_TASK BRIEF_
Report every line of the listing below in which the string "const" occurs.

_AVAILABLE DATA_
=-=-=-=-=

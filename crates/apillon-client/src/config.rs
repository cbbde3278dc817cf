//! Client configuration

use base64::{engine::general_purpose::STANDARD, Engine as _};
use std::fmt;
use std::time::Duration;

/// Environment variable holding the API credential
pub const API_KEY_ENV: &str = "APILLON_API_KEY";
/// Environment variable overriding the API endpoint
pub const API_URL_ENV: &str = "APILLON_API_URL";
/// Production API origin
pub const DEFAULT_ENDPOINT: &str = "https://api.apillon.io";

/// Opaque API credential sent in the `Authorization` header.
///
/// Set once when the client is built and never changed afterwards.
#[derive(Clone, PartialEq, Eq)]
pub struct Credential(String);

impl Credential {
    /// Wrap an already encoded credential
    pub fn new(value: impl Into<String>) -> Self {
        Self(value.into())
    }

    /// Encode an API key and secret as a basic credential
    pub fn from_key_pair(key: &str, secret: &str) -> Self {
        Self(STANDARD.encode(format!("{}:{}", key, secret)))
    }

    /// Read the credential from `APILLON_API_KEY`
    pub fn from_env() -> Option<Self> {
        std::env::var(API_KEY_ENV)
            .ok()
            .filter(|v| !v.trim().is_empty())
            .map(Self)
    }

    /// Raw header value
    pub fn expose(&self) -> &str {
        &self.0
    }

    pub fn is_empty(&self) -> bool {
        self.0.is_empty()
    }
}

impl fmt::Debug for Credential {
    fn fmt(&self, f: &mut fmt::Formatter<'_>) -> fmt::Result {
        f.write_str("Credential(****)")
    }
}

/// Bounded retry with linear backoff
#[derive(Clone, Copy, Debug, PartialEq, Eq)]
pub struct RetryPolicy {
    /// Total attempts, including the first
    pub max_attempts: u32,
    /// Delay before retry `n` is `n * base_delay`
    pub base_delay: Duration,
}

impl Default for RetryPolicy {
    fn default() -> Self {
        Self {
            max_attempts: 3,
            base_delay: Duration::from_secs(1),
        }
    }
}

impl RetryPolicy {
    /// Delay to wait after failed attempt `attempt` (1-based)
    pub fn delay_after(&self, attempt: u32) -> Duration {
        self.base_delay.saturating_mul(attempt)
    }
}

/// Client configuration
#[derive(Clone, Debug)]
pub struct Config {
    /// API origin
    pub endpoint: String,
    /// API credential; falls back to the environment when absent
    pub credential: Option<Credential>,
    /// Timeout for GET and DELETE calls
    pub read_timeout: Duration,
    /// Timeout for POST calls
    pub write_timeout: Duration,
    /// Timeout for establishing any connection, API or signed URL
    pub connect_timeout: Duration,
    /// Timeout for signed URL uploads; `None` leaves only the connect bound
    pub upload_timeout: Option<Duration>,
    /// User agent string
    pub user_agent: String,
    /// Retry policy for API calls
    pub retry: RetryPolicy,
    /// Pause between receiving signed URLs and the first upload
    pub settle_delay: Duration,
}

impl Default for Config {
    fn default() -> Self {
        Self {
            endpoint: DEFAULT_ENDPOINT.to_string(),
            credential: None,
            read_timeout: Duration::from_secs(30),
            write_timeout: Duration::from_secs(60),
            connect_timeout: Duration::from_secs(10),
            upload_timeout: Some(Duration::from_secs(300)),
            user_agent: format!("apillon-client/{}", env!("CARGO_PKG_VERSION")),
            retry: RetryPolicy::default(),
            // Signed URLs are not always writable the instant they are issued.
            settle_delay: Duration::from_secs(2),
        }
    }
}

impl Config {
    /// Create a new config with the given endpoint
    pub fn new(endpoint: impl Into<String>) -> Self {
        Self {
            endpoint: endpoint.into(),
            ..Default::default()
        }
    }

    /// Build a config from `APILLON_API_KEY` and `APILLON_API_URL`
    pub fn from_env() -> Self {
        let endpoint = std::env::var(API_URL_ENV)
            .ok()
            .filter(|v| !v.trim().is_empty())
            .unwrap_or_else(|| DEFAULT_ENDPOINT.to_string());

        Self {
            endpoint,
            credential: Credential::from_env(),
            ..Default::default()
        }
    }

    /// Set the credential
    pub fn with_credential(mut self, credential: impl Into<String>) -> Self {
        self.credential = Some(Credential::new(credential));
        self
    }

    /// Set the retry policy
    pub fn with_retry(mut self, retry: RetryPolicy) -> Self {
        self.retry = retry;
        self
    }

    /// Set the signed URL settle delay
    pub fn with_settle_delay(mut self, delay: Duration) -> Self {
        self.settle_delay = delay;
        self
    }

    /// Set read and write timeouts
    pub fn with_timeouts(mut self, read: Duration, write: Duration) -> Self {
        self.read_timeout = read;
        self.write_timeout = write;
        self
    }

    /// Set the signed URL upload timeout
    pub fn with_upload_timeout(mut self, timeout: Duration) -> Self {
        self.upload_timeout = Some(timeout);
        self
    }

    /// Set the connect timeout
    pub fn with_connect_timeout(mut self, timeout: Duration) -> Self {
        self.connect_timeout = timeout;
        self
    }

    /// The explicit credential, or the environment one
    pub fn resolve_credential(&self) -> Option<Credential> {
        self.resolve_credential_with(Credential::from_env)
    }

    /// The explicit credential, or whatever `fallback` yields when it is
    /// absent or empty
    pub fn resolve_credential_with<F>(&self, fallback: F) -> Option<Credential>
    where
        F: FnOnce() -> Option<Credential>,
    {
        self.credential
            .clone()
            .filter(|c| !c.is_empty())
            .or_else(fallback)
    }
}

=-=-=-=-=

_ANSWER SPACE_
pub const API_KEY_ENV: &str = "APILLON_API_KEY";
pub const API_URL_ENV: &str = "APILLON_API_URL";
pub const DEFAULT_ENDPOINT: &str = "https://api.apillon.io";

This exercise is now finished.